#[cfg(test)]
mod tests {
    use super::*;
    use async_trait::async_trait;
    use std::collections::HashMap;
    use std::sync::Mutex;

    use lodepool_rpc::{
        AccountBalance, BlockInfo, BlockTemplateStream, SendTransactionResponse,
        SubmitBlockResult, TransactionStatusInfo,
    };

    #[derive(Default)]
    struct MockNode {
        available: Mutex<String>,
        sent: Mutex<Vec<SendTransactionRequest>>,
        transaction_status: Mutex<HashMap<String, TransactionStatusInfo>>,
        block_info: Mutex<HashMap<String, BlockInfo>>,
    }

    impl MockNode {
        fn with_balance(available: &str) -> Self {
            let node = MockNode::default();
            *node.available.lock().unwrap() = available.to_string();
            node
        }

        fn set_balance(&self, available: &str) {
            *self.available.lock().unwrap() = available.to_string();
        }

        fn set_block(&self, hash: &str, main: bool, confirmed: bool) {
            self.block_info
                .lock()
                .unwrap()
                .insert(hash.to_string(), BlockInfo { main, confirmed });
        }

        fn set_transaction(&self, hash: &str, confirmed: bool, expired: bool) {
            self.transaction_status
                .lock()
                .unwrap()
                .insert(hash.to_string(), TransactionStatusInfo { confirmed, expired });
        }
    }

    #[async_trait]
    impl NodeClient for MockNode {
        async fn block_template_stream(&self) -> Result<BlockTemplateStream, RpcError> {
            Ok(BlockTemplateStream::from_templates(Vec::new()))
        }

        async fn submit_block(
            &self,
            _template: &lodepool_core::BlockTemplate,
        ) -> Result<SubmitBlockResult, RpcError> {
            unimplemented!("not used by the payout engine")
        }

        async fn get_account_balance(
            &self,
            _account: Option<&str>,
        ) -> Result<AccountBalance, RpcError> {
            let available = self.available.lock().unwrap().clone();
            Ok(AccountBalance {
                confirmed: available.clone(),
                available,
            })
        }

        async fn send_transaction(
            &self,
            request: &SendTransactionRequest,
        ) -> Result<SendTransactionResponse, RpcError> {
            let mut sent = self.sent.lock().unwrap();
            sent.push(request.clone());
            Ok(SendTransactionResponse {
                hash: format!("payout-{}", sent.len()),
            })
        }

        async fn get_consensus_parameters(
            &self,
        ) -> Result<lodepool_consensus::ConsensusParameters, RpcError> {
            unimplemented!("not used by the payout engine")
        }

        async fn get_block_info(&self, hash: &str) -> Result<BlockInfo, RpcError> {
            self.block_info
                .lock()
                .unwrap()
                .get(hash)
                .copied()
                .ok_or_else(|| RpcError::Node(format!("unknown block {}", hash)))
        }

        async fn get_transaction_status(
            &self,
            hash: &str,
        ) -> Result<TransactionStatusInfo, RpcError> {
            self.transaction_status
                .lock()
                .unwrap()
                .get(hash)
                .copied()
                .ok_or_else(|| RpcError::Node(format!("unknown transaction {}", hash)))
        }

        async fn try_connect(&self) -> bool {
            true
        }
    }

    fn config() -> PayoutConfig {
        PayoutConfig {
            pool_name: "lodepool".to_string(),
            account_name: None,
            payout_period_duration: 3600,
            transaction_expiration_delta: 30,
        }
    }

    async fn seeded_store() -> Arc<ShareStore> {
        let store = Arc::new(ShareStore::open_in_memory().await.unwrap());
        for _ in 0..10 {
            store.new_share("lode_alice").await.unwrap();
        }
        for _ in 0..5 {
            store.new_share("lode_bob").await.unwrap();
        }
        store.new_block(100, "block-1", 1_000_000).await.unwrap();
        store
    }

    fn due(now_offset_periods: i64) -> i64 {
        lodepool_util::now_ms() + now_offset_periods * 3600 * 1000 + 1_000
    }

    #[tokio::test]
    async fn test_payout_lifecycle() {
        let store = seeded_store().await;
        let node = Arc::new(MockNode::with_balance("2000000"));
        node.set_block("block-1", true, true);
        let engine = PayoutEngine::new(store.clone(), node.clone(), config());

        let period = store.current_payout_period().await.unwrap().unwrap();
        engine.tick(due(1)).await.unwrap();

        // One transaction: (1_000_000 - 2) / 15 = 66_666 per share.
        let sent = node.sent.lock().unwrap().clone();
        assert_eq!(sent.len(), 1);
        assert_eq!(sent[0].fee, 2);
        assert_eq!(sent[0].expiration_delta, Some(30));
        assert_eq!(sent[0].outputs.len(), 2);

        let alice = sent[0]
            .outputs
            .iter()
            .find(|o| o.public_address == "lode_alice")
            .unwrap();
        let bob = sent[0]
            .outputs
            .iter()
            .find(|o| o.public_address == "lode_bob")
            .unwrap();
        assert_eq!(alice.amount, 666_660);
        assert_eq!(bob.amount, 333_330);
        assert_eq!(alice.memo, format!("lodepool payout {}", period.id));
        assert_eq!(alice.asset_id, NATIVE_ASSET_ID);

        // All 15 shares are attached to the transaction.
        assert!(store.shares_pending_payout(None).await.unwrap().is_empty());

        // The period stays outstanding until the transaction confirms.
        assert_eq!(
            store
                .earliest_outstanding_payout_period()
                .await
                .unwrap()
                .unwrap()
                .id,
            period.id
        );

        node.set_transaction("payout-1", true, false);
        engine.tick(due(1)).await.unwrap();

        assert!(store
            .earliest_outstanding_payout_period()
            .await
            .unwrap()
            .is_none());
        // No second payment was attempted.
        assert_eq!(node.sent.lock().unwrap().len(), 1);
    }

    #[tokio::test]
    async fn test_expired_transaction_reopens_period() {
        let store = seeded_store().await;
        let node = Arc::new(MockNode::with_balance("2000000"));
        node.set_block("block-1", true, true);
        let engine = PayoutEngine::new(store.clone(), node.clone(), config());

        let period = store.current_payout_period().await.unwrap().unwrap();
        engine.tick(due(1)).await.unwrap();
        assert_eq!(node.sent.lock().unwrap().len(), 1);

        // The transaction expires unconfirmed. Drain the balance so the
        // retry cannot fire inside the same tick.
        node.set_transaction("payout-1", false, true);
        node.set_balance("0");
        engine.tick(due(1)).await.unwrap();

        assert_eq!(store.shares_pending_payout(None).await.unwrap().len(), 15);
        assert_eq!(
            store
                .earliest_outstanding_payout_period()
                .await
                .unwrap()
                .unwrap()
                .id,
            period.id
        );

        // With funds back, the next tick pays the period again.
        node.set_balance("2000000");
        engine.tick(due(1)).await.unwrap();
        assert_eq!(node.sent.lock().unwrap().len(), 2);
        assert!(store.shares_pending_payout(None).await.unwrap().is_empty());
    }

    #[tokio::test]
    async fn test_unconfirmed_blocks_defer_payout() {
        let store = seeded_store().await;
        let node = Arc::new(MockNode::with_balance("2000000"));
        node.set_block("block-1", true, false);
        let engine = PayoutEngine::new(store.clone(), node.clone(), config());

        engine.tick(due(1)).await.unwrap();
        assert!(node.sent.lock().unwrap().is_empty());

        // Once the block confirms, the next tick settles the period.
        node.set_block("block-1", true, true);
        engine.tick(due(1)).await.unwrap();
        assert_eq!(node.sent.lock().unwrap().len(), 1);
    }

    #[tokio::test]
    async fn test_zero_reward_deletes_unpayable_shares() {
        let store = Arc::new(ShareStore::open_in_memory().await.unwrap());
        store.new_share("lode_alice").await.unwrap();
        store.new_block(100, "block-1", 1_000).await.unwrap();
        let period = store.current_payout_period().await.unwrap().unwrap();

        let node = Arc::new(MockNode::with_balance("2000000"));
        // A forked block contributes nothing to the reward.
        node.set_block("block-1", false, true);
        let engine = PayoutEngine::new(store.clone(), node.clone(), config());

        engine.tick(due(1)).await.unwrap();
        assert!(node.sent.lock().unwrap().is_empty());
        assert_eq!(store.payout_period_share_count(period.id).await.unwrap(), 0);
    }

    #[tokio::test]
    async fn test_insufficient_funds_leave_period_outstanding() {
        let store = seeded_store().await;
        let node = Arc::new(MockNode::with_balance("10"));
        node.set_block("block-1", true, true);
        let engine = PayoutEngine::new(store.clone(), node.clone(), config());

        let period = store.current_payout_period().await.unwrap().unwrap();
        engine.tick(due(1)).await.unwrap();

        assert!(node.sent.lock().unwrap().is_empty());
        assert_eq!(
            store
                .earliest_outstanding_payout_period()
                .await
                .unwrap()
                .unwrap()
                .id,
            period.id
        );
    }

    #[tokio::test]
    async fn test_rollover_within_duration_is_noop() {
        let store = Arc::new(ShareStore::open_in_memory().await.unwrap());
        store.new_share("lode_alice").await.unwrap();
        let period = store.current_payout_period().await.unwrap().unwrap();

        let node = Arc::new(MockNode::with_balance("0"));
        let engine = PayoutEngine::new(store.clone(), node, config());

        // Well inside the period duration: no rollover happens.
        engine.tick(lodepool_util::now_ms()).await.unwrap();
        assert_eq!(
            store.current_payout_period().await.unwrap().unwrap().id,
            period.id
        );
    }
}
+---+
→ Work to be completed
Exactly as they appear, please write out the lines from the opening of the listing above down to the line containing "fn with_balance(available: &str)", with both end lines included.

→ Solution to this task
#[cfg(test)]
mod tests {
    use super::*;
    use async_trait::async_trait;
    use std::collections::HashMap;
    use std::sync::Mutex;

    use lodepool_rpc::{
        AccountBalance, BlockInfo, BlockTemplateStream, SendTransactionResponse,
        SubmitBlockResult, TransactionStatusInfo,
    };

    #[derive(Default)]
    struct MockNode {
        available: Mutex<String>,
        sent: Mutex<Vec<SendTransactionRequest>>,
        transaction_status: Mutex<HashMap<String, TransactionStatusInfo>>,
        block_info: Mutex<HashMap<String, BlockInfo>>,
    }

    impl MockNode {
        fn with_balance(available: &str) -> Self {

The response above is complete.